- **Task requirements**
Go to the line containing "Every handler returns" in the records below and retype from there through the final line, exactly.

- **Saved data entries**
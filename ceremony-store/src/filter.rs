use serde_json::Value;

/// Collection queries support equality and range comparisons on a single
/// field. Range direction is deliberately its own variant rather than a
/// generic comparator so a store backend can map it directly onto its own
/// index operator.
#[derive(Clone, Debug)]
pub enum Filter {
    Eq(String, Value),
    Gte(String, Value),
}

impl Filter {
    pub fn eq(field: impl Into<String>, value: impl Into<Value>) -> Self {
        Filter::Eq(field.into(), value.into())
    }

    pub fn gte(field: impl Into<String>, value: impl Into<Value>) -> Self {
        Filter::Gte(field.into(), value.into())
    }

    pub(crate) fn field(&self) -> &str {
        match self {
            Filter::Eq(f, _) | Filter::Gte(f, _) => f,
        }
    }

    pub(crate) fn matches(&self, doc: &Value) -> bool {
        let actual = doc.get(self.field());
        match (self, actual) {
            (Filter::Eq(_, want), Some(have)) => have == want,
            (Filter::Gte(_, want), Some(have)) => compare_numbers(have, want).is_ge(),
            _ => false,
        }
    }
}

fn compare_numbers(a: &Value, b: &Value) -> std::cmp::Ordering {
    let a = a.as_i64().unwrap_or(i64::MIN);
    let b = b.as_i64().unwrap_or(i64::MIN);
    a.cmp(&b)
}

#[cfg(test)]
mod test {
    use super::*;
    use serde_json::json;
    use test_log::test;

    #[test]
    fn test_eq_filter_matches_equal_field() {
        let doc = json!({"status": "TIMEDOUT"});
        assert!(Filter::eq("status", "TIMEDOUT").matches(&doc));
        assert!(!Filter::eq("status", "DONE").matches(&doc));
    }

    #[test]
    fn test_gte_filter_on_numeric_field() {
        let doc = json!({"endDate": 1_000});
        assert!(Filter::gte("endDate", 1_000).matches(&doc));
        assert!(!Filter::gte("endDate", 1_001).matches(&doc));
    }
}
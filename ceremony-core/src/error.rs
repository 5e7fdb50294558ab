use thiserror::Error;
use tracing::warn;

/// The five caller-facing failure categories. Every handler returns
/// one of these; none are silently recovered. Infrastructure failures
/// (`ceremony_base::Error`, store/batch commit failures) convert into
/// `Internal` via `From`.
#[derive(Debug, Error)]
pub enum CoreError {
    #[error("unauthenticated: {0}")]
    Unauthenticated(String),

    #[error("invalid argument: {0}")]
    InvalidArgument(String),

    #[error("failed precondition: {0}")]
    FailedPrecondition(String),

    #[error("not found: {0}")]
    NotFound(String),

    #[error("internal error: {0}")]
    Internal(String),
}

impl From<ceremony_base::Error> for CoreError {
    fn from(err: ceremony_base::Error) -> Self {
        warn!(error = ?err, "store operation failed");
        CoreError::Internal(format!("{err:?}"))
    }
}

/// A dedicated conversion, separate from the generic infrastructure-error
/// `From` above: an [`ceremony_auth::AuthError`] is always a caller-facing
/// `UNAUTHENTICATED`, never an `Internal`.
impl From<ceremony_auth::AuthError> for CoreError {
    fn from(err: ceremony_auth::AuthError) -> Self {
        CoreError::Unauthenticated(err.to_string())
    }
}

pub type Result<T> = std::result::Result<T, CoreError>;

- **Task answer**
/// The five caller-facing failure categories. Every handler returns
/// one of these; none are silently recovered. Infrastructure failures
/// (`ceremony_base::Error`, store/batch commit failures) convert into
/// `Internal` via `From`.
#[derive(Debug, Error)]
pub enum CoreError {
    #[error("unauthenticated: {0}")]
    Unauthenticated(String),

    #[error("invalid argument: {0}")]
    InvalidArgument(String),

    #[error("failed precondition: {0}")]
    FailedPrecondition(String),

    #[error("not found: {0}")]
    NotFound(String),

    #[error("internal error: {0}")]
    Internal(String),
}

impl From<ceremony_base::Error> for CoreError {
    fn from(err: ceremony_base::Error) -> Self {
        warn!(error = ?err, "store operation failed");
        CoreError::Internal(format!("{err:?}"))
    }
}

/// A dedicated conversion, separate from the generic infrastructure-error
/// `From` above: an [`ceremony_auth::AuthError`] is always a caller-facing
/// `UNAUTHENTICATED`, never an `Internal`.
impl From<ceremony_auth::AuthError> for CoreError {
    fn from(err: ceremony_auth::AuthError) -> Self {
        CoreError::Unauthenticated(err.to_string())
    }
}

pub type Result<T> = std::result::Result<T, CoreError>;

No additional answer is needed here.